Hablando de los mini-juegos hay que decir que son uno de los puntos fuertes, jugarás desde al Space Invader de toda la vida hasta las cinco en raya y todo tipo de juegos de lógica, a cual más apasionante; y tendrás que llegar hasta el final para poder continuar.
La única pega de la jugabilidad es que es muy corto y te quedarás con ganas de más.

Aspecto gráfico y sonoro.

Maravilloso. Un exquisito diseño de los personajes y de los escenarios donde te puedes deleitar y quedar embobado mientras juegas (genial la escena de los músicos), las texturas, las trazadas de lápiz que se pueden distinguir por ejemplo en los edificios de fondo, todo en conjunto crean un mundo cautivante, combinado con una banda sonora espléndida consiguen una atmósfera envolvente, que acompaña al jugador en un mundo del que no querrá salir.

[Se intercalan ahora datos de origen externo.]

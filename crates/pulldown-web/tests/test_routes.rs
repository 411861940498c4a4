//! Route-level tests: drive the router with in-memory requests.

use std::sync::atomic::{AtomicUsize, Ordering};
use std::sync::Arc;

use async_trait::async_trait;
use axum::{
    body::{to_bytes, Body},
    http::{header, Method, Request, StatusCode},
    Router,
};
use pretty_assertions::assert_eq;
use serde_json::{json, Value};
use tower::ServiceExt;

use pulldown_common::Record;
use pulldown_data::{Dataset, LoadReport};
use pulldown_string::{InteractionNetwork, LookupError};
use pulldown_web::config::Config;
use pulldown_web::router::build_router;
use pulldown_web::state::AppState;

const NETWORK_URL: &str = "https://version-11-5.string-db.org/cgi/network?networkId=test";

struct CountingNetwork {
    calls: AtomicUsize,
}

#[async_trait]
impl InteractionNetwork for CountingNetwork {
    async fn network_link(&self, _genes: &[String]) -> Result<String, LookupError> {
        self.calls.fetch_add(1, Ordering::SeqCst);
        Ok(NETWORK_URL.to_string())
    }
}

fn record(id: &str, gene: &str, tissue: &str, bait: &str, lfc: f64, pval: f64) -> Record {
    Record::new(id, gene, tissue, bait, lfc, pval).unwrap()
}

fn dataset() -> Dataset {
    Dataset::new(vec![
        record("Q9VKM3-1", "piwi", "Ovary", "D1", 2.0, 0.01),
        record("Q9VKM3-2", "piwi", "Testis", "Prod", 0.5, 0.2),
        record("P08970", "D1", "Embryo", "D1", 3.1, 0.0001),
        record("Q9W1N3", "prod", "Embryo", "Prod", -1.4, 0.03),
        record("Q9VMJ4", "", "Embryo", "D1", 0.2, 0.5),
        record("P48609", "Cdk5", "Ovary", "Prod", 1.2, 0.04),
    ])
}

fn app_with(config: Config) -> (Router, Arc<CountingNetwork>) {
    let network = Arc::new(CountingNetwork { calls: AtomicUsize::new(0) });
    let mut config = config;
    config.string_db.pause_ms = 0;
    let state = AppState::new(dataset(), LoadReport::default(), network.clone(), config).unwrap();
    (build_router(state), network)
}

fn app() -> Router {
    app_with(Config::default()).0
}

async fn send(app: Router, request: Request<Body>) -> (StatusCode, Value) {
    let resp = app.oneshot(request).await.unwrap();
    let status = resp.status();
    let bytes = to_bytes(resp.into_body(), usize::MAX).await.unwrap();
    let body = if bytes.is_empty() {
        Value::Null
    } else {
        serde_json::from_slice(&bytes).unwrap_or(Value::Null)
    };
    (status, body)
}

fn get(uri: &str) -> Request<Body> {
    Request::builder().uri(uri).body(Body::empty()).unwrap()
}

fn post_json(uri: &str, body: Value) -> Request<Body> {
    Request::builder()
        .method(Method::POST)
        .uri(uri)
        .header(header::CONTENT_TYPE, "application/json")
        .body(Body::from(body.to_string()))
        .unwrap()
}

fn genes(body: &Value) -> Vec<String> {
    body["rows"]
        .as_array()
        .unwrap()
        .iter()
        .map(|r| r["Gene"].as_str().unwrap().to_string())
        .collect()
}

#[tokio::test]
async fn test_health() {
    let (status, body) = send(app(), get("/health")).await;
    assert_eq!(status, StatusCode::OK);
    assert_eq!(body["status"], "ok");
    assert_eq!(body["records"], 6);
}

#[tokio::test]
async fn test_rows_default_view() {
    let (status, body) = send(app(), get("/api/rows")).await;
    assert_eq!(status, StatusCode::OK);
    assert_eq!(body["total"], 6);
    assert_eq!(body["page_size"], 10);
    assert_eq!(body["page_count"], 1);
    assert_eq!(
        body["message"],
        "Number of unique gene names: 4. Number of unique UNIPROT IDs: 6"
    );

    let first = &body["rows"][0];
    assert_eq!(first["UniProtAccession"], "Q9VKM3");
    assert_eq!(first["link"], "https://www.uniprot.org/uniprotkb/Q9VKM3");
    assert_eq!(first["uniprot_markdown"], "[Q9VKM3](https://www.uniprot.org/uniprotkb/Q9VKM3)");
    assert_eq!(first["lfc_display"], "2.00");
    assert_eq!(first["pval_display"], "1.00e-2");
}

#[tokio::test]
async fn test_rows_filter_sort_and_page() {
    let uri = "/api/rows?filter=%7BLFC%7D%20%3E%201&sort=LFC:desc&page_size=2&page=1";
    let (status, body) = send(app(), get(uri)).await;
    assert_eq!(status, StatusCode::OK);
    assert_eq!(body["total"], 3);
    assert_eq!(body["page_count"], 2);
    // LFC desc: D1 3.1, piwi 2.0 | Cdk5 1.2
    assert_eq!(genes(&body), vec!["Cdk5".to_string()]);
}

#[tokio::test]
async fn test_rows_bait_exact_match() {
    let (_, body) = send(app(), get("/api/rows?filter=%7BBait%7D%20D1")).await;
    assert_eq!(body["total"], 3);
    assert!(body["rows"].as_array().unwrap().iter().all(|r| r["Bait"] == "D1"));
}

#[tokio::test]
async fn test_rows_malformed_filter_is_empty_view() {
    let (status, body) = send(app(), get("/api/rows?filter=%7BLFC%7D%20%3E%20high")).await;
    assert_eq!(status, StatusCode::OK);
    assert_eq!(body["total"], 0);
    assert_eq!(body["message"], "No genes selected");
    assert!(body["filter_error"].as_str().unwrap().contains("high"));
}

#[tokio::test]
async fn test_rows_bad_sort_column() {
    let (status, body) = send(app(), get("/api/rows?sort=Score:desc")).await;
    assert_eq!(status, StatusCode::BAD_REQUEST);
    assert!(body["error"].as_str().is_some());
}

#[tokio::test]
async fn test_point_click_pins_rows() {
    let request = post_json(
        "/api/table/event",
        json!({ "trigger": "point_clicked", "tissue": "Ovary", "payload": "Q9VKM3" }),
    );
    let (status, body) = send(app(), request).await;
    assert_eq!(status, StatusCode::OK);
    assert_eq!(body["state"], json!({ "source": { "kind": "pinned", "accession": "Q9VKM3" }, "filter": "" }));
    assert_eq!(body["total"], 2);
    assert_eq!(body["uniprot_link"], "https://www.uniprot.org/uniprotkb/Q9VKM3");

    let (_, rows) = send(app(), get("/api/rows?pinned=Q9VKM3")).await;
    assert_eq!(rows["total"], 2);
    assert_eq!(
        rows["message"],
        "Number of unique gene names: 1. Number of unique UNIPROT IDs: 2"
    );
}

#[tokio::test]
async fn test_point_click_with_blank_payload_is_empty() {
    for payload in ["", " "] {
        let request = post_json(
            "/api/table/event",
            json!({ "trigger": "point_clicked", "tissue": "Embryo", "payload": payload }),
        );
        let (status, body) = send(app(), request).await;
        assert_eq!(status, StatusCode::OK);
        assert_eq!(body["total"], 0);
        assert_eq!(body["message"], "No genes selected");
    }

    let (status, rows) = send(app(), get("/api/rows?pinned=%20")).await;
    assert_eq!(status, StatusCode::OK);
    assert_eq!(rows["total"], 0);
    assert_eq!(rows["state"]["source"], json!({ "kind": "pinned", "accession": "" }));
}

#[tokio::test]
async fn test_clear_resets_state() {
    let (status, body) = send(app(), post_json("/api/table/event", json!({ "trigger": "clear_filter" }))).await;
    assert_eq!(status, StatusCode::OK);
    assert_eq!(body["state"], json!({ "source": { "kind": "all" }, "filter": "" }));
    assert_eq!(body["total"], 6);
    assert!(body.get("uniprot_link").is_none());
}

#[tokio::test]
async fn test_no_trigger_is_no_content() {
    let (status, body) = send(app(), post_json("/api/table/event", json!({ "trigger": "no_trigger" }))).await;
    assert_eq!(status, StatusCode::NO_CONTENT);
    assert_eq!(body, Value::Null);
}

#[tokio::test]
async fn test_tissues_options() {
    let (status, body) = send(app(), get("/api/tissues")).await;
    assert_eq!(status, StatusCode::OK);

    let tissues = body["tissues"].as_array().unwrap();
    let labels: Vec<&str> = tissues.iter().map(|t| t["label"].as_str().unwrap()).collect();
    assert_eq!(labels, vec!["Embryo", "Ovary", "Testis"]);

    assert_eq!(tissues[0]["baits"], json!(["D1", "Prod"]));
    assert_eq!(tissues[0]["default_bait"], "D1");
    assert_eq!(tissues[0]["genes"], json!(["D1", "prod"]));
    assert_eq!(tissues[2]["default_bait"], "Prod");
}

#[tokio::test]
async fn test_volcano_default_bait() {
    let (status, body) = send(app(), get("/api/volcano/Embryo")).await;
    assert_eq!(status, StatusCode::OK);

    let data = body["data"].as_array().unwrap();
    assert_eq!(data.len(), 1);
    assert_eq!(data[0]["x"], json!([3.1, 0.2]));
    assert_eq!(data[0]["customdata"], json!(["P08970", "Q9VMJ4"]));
    assert_eq!(data[0]["marker"]["color"], json!(["#446e9b", "#999"]));
    assert_eq!(body["layout"]["height"], 500);
    assert_eq!(body["layout"]["showlegend"], false);
    assert_eq!(body["layout"]["shapes"].as_array().unwrap().len(), 3);
}

#[tokio::test]
async fn test_volcano_overlay() {
    let (_, body) = send(app(), get("/api/volcano/ovary?bait=D1&genes=piwi&genes=nanos")).await;
    let data = body["data"].as_array().unwrap();
    assert_eq!(data.len(), 2);
    assert_eq!(data[1]["customdata"], json!(["Q9VKM3"]));
    assert_eq!(data[1]["marker"]["color"], "#d47500");
    assert_eq!(data[1]["marker"]["size"], 20.0);
}

#[tokio::test]
async fn test_volcano_gene_with_comma_is_one_symbol() {
    let (status, body) = send(app(), get("/api/volcano/Ovary?bait=D1&genes=piwi%2Cnanos")).await;
    assert_eq!(status, StatusCode::OK);
    assert_eq!(body["data"].as_array().unwrap().len(), 1);
}

#[tokio::test]
async fn test_volcano_unknown_tissue() {
    let (status, body) = send(app(), get("/api/volcano/Brain")).await;
    assert_eq!(status, StatusCode::NOT_FOUND);
    assert_eq!(body["error"], "Unknown tissue: Brain");
}

#[tokio::test]
async fn test_string_link_for_visible_genes() {
    let (app, network) = app_with(Config::default());
    let request = post_json(
        "/api/string",
        json!({ "source": { "kind": "all" }, "filter": "{Tissue} Embryo" }),
    );
    let (status, body) = send(app, request).await;
    assert_eq!(status, StatusCode::OK);
    assert_eq!(body["outcome"], "link");
    assert_eq!(body["url"], NETWORK_URL);
    // "D1" and "prod"; the empty gene name is not submitted
    assert_eq!(body["gene_count"], 2);
    assert_eq!(body["label"], "View PPI network for 2 genes");
    assert_eq!(network.calls.load(Ordering::SeqCst), 1);
}

#[tokio::test]
async fn test_string_too_many_genes() {
    let mut config = Config::default();
    config.string_db.gene_limit = 4;
    let (app, network) = app_with(config);

    let (status, body) = send(app, post_json("/api/string", json!({}))).await;
    assert_eq!(status, StatusCode::OK);
    assert_eq!(body["outcome"], "too_many");
    assert_eq!(body["gene_count"], 4);
    assert_eq!(body["message"], "Too many genes selected");
    assert_eq!(network.calls.load(Ordering::SeqCst), 0);
}

#[tokio::test]
async fn test_index_page() {
    let resp = app().oneshot(get("/")).await.unwrap();
    assert_eq!(resp.status(), StatusCode::OK);
    let bytes = to_bytes(resp.into_body(), usize::MAX).await.unwrap();
    let html = String::from_utf8(bytes.to_vec()).unwrap();

    assert!(html.contains("Multi-tissue proteomics of satellite DNA-binding proteins"));
    assert!(html.contains(r#"data-tissue="Testis""#));
    assert!(html.contains(r#"value="D1" checked"#));
    assert!(html.contains("Generate PPI network for selected genes via STRING-db"));
}
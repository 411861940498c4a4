//! CSV ingestion with derived columns.

use std::collections::BTreeMap;
use std::fs::File;
use std::io::{BufReader, Read};
use std::path::Path;

use flate2::read::MultiGzDecoder;
use serde::Serialize;
use tracing::{debug, info, warn};

use pulldown_common::{PulldownError, Record, Result, Tissue};

use crate::dataset::Dataset;

const ID_COLUMN: &str = "Uniprot.ID";
const GENE_COLUMNS: [&str; 2] = ["Gene name", "Gene"];
const TISSUE_COLUMN: &str = "Tissue";
const BAIT_COLUMN: &str = "Bait";
const LFC_COLUMN: &str = "LFC";
const PVAL_COLUMN: &str = "pval";

/// Summary of one load, exposed on the health endpoint.
#[derive(Debug, Clone, Default, PartialEq, Serialize)]
pub struct LoadReport {
    pub loaded: usize,
    /// Rows dropped for a missing, non-numeric or non-positive p-value, or a
    /// non-numeric LFC.
    pub rejected: usize,
    pub tissues: BTreeMap<String, usize>,
}

/// Header positions of the columns we need.
struct ColumnIndex {
    id: usize,
    gene: usize,
    tissue: usize,
    bait: usize,
    lfc: usize,
    pval: usize,
}

impl ColumnIndex {
    fn resolve(headers: &csv::StringRecord) -> Result<Self> {
        let find = |name: &str| -> Result<usize> {
            headers
                .iter()
                .position(|h| h == name)
                .ok_or_else(|| PulldownError::MissingColumn(name.to_string()))
        };
        let gene = GENE_COLUMNS
            .iter()
            .find_map(|name| headers.iter().position(|h| h == *name))
            .ok_or_else(|| PulldownError::MissingColumn(GENE_COLUMNS[0].to_string()))?;

        Ok(Self {
            id: find(ID_COLUMN)?,
            gene,
            tissue: find(TISSUE_COLUMN)?,
            bait: find(BAIT_COLUMN)?,
            lfc: find(LFC_COLUMN)?,
            pval: find(PVAL_COLUMN)?,
        })
    }
}

/// Load the dataset file. Files ending in `.gz` are decompressed.
pub fn load_dataset(path: impl AsRef<Path>) -> Result<(Dataset, LoadReport)> {
    let path = path.as_ref();
    info!("Loading dataset from {:?}", path);

    let file = BufReader::new(File::open(path)?);
    let is_gzip = path.extension().is_some_and(|ext| ext == "gz");
    if is_gzip {
        read_dataset(MultiGzDecoder::new(file))
    } else {
        read_dataset(file)
    }
}

/// Parse CSV from any reader and build the dataset.
pub fn read_dataset<R: Read>(reader: R) -> Result<(Dataset, LoadReport)> {
    let mut csv = csv::ReaderBuilder::new()
        .trim(csv::Trim::Headers)
        .flexible(true)
        .from_reader(reader);

    let headers = csv.headers()?.clone();
    let idx = ColumnIndex::resolve(&headers)?;

    let mut records = Vec::new();
    let mut report = LoadReport::default();

    for (line, result) in csv.records().enumerate() {
        let row = result?;
        let field = |i: usize| row.get(i).unwrap_or_default().trim();

        match parse_row(&idx, &field) {
            Ok(record) => records.push(record),
            Err(e) => {
                debug!("Skipping row {}: {}", line + 2, e);
                report.rejected += 1;
            }
        }
    }

    if report.rejected > 0 {
        warn!("Rejected {} rows with unusable identifier, LFC or p-value", report.rejected);
    }

    let dataset = Dataset::new(records);
    report.loaded = dataset.len();
    for tissue in Tissue::ALL {
        report.tissues.insert(tissue.label().to_string(), dataset.tissue_len(tissue));
    }

    info!(
        "Dataset ready: {} rows (Embryo {}, Ovary {}, Testis {})",
        report.loaded,
        dataset.tissue_len(Tissue::Embryo),
        dataset.tissue_len(Tissue::Ovary),
        dataset.tissue_len(Tissue::Testis),
    );

    Ok((dataset, report))
}

fn parse_row<'a>(idx: &ColumnIndex, field: &impl Fn(usize) -> &'a str) -> Result<Record> {
    let id = field(idx.id);

    let lfc = field(idx.lfc).parse::<f64>().map_err(|_| PulldownError::InvalidLfc {
        identifier: id.to_string(),
        value: field(idx.lfc).to_string(),
    })?;
    let pval = field(idx.pval).parse::<f64>().map_err(|_| PulldownError::InvalidPValue {
        identifier: id.to_string(),
        value: field(idx.pval).to_string(),
    })?;

    Record::new(id, field(idx.gene), field(idx.tissue), field(idx.bait), lfc, pval)
}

Todo está hilvanado de una manera dinámica, perfecta, la jugabilidad, el entorno, la banda sonora.
En algunas partes del juego aparece sólo una zona de la pantalla, lo demás lo irás descubriendo según avances, esto genera intriga, misterio, y ganas de saber qué hay detrás de una puerta. Este recurso es muy original y ya lo utilizaron en juegos creados por el mismo estudio: Samorost y Samorost II.

Conclusión.

Machinarium es una pequeña joya, un diamante en bruto, que puede gustar tanto a los jugones como a los que están cansados de tanto artificio. Te enamorará su aspecto gráfico, te divertirá por su historia (dura y tierna a la vez) y te enganchará su jugabilidad.
Es impecable a nivel gráfico y sonoro, y comparado con otros videojuegos, con un coste mucho mayor de producción, los pasa por encima.
Es difícil aburrirte con este juego, si te atascas siempre tienes la opción de usar la guía que nos acompaña a lo largo de las aventuras del robot.
Todo esto por un módico precio, algo que se agradece en los tiempos que corren, disfrutarás más de lo que te has gastado.
En definitiva, una apuesta genial de Amanita Desig por el mundo de los juegos independientes, por el buen gusto, por el arte en los videojuegos, por los juegos de autor y por el afán creativo.
No sé vosotros, pero yo estaré pendiente de lo que hagan estos chicos de Amanita Design y espero ansioso su próxima obra de arte.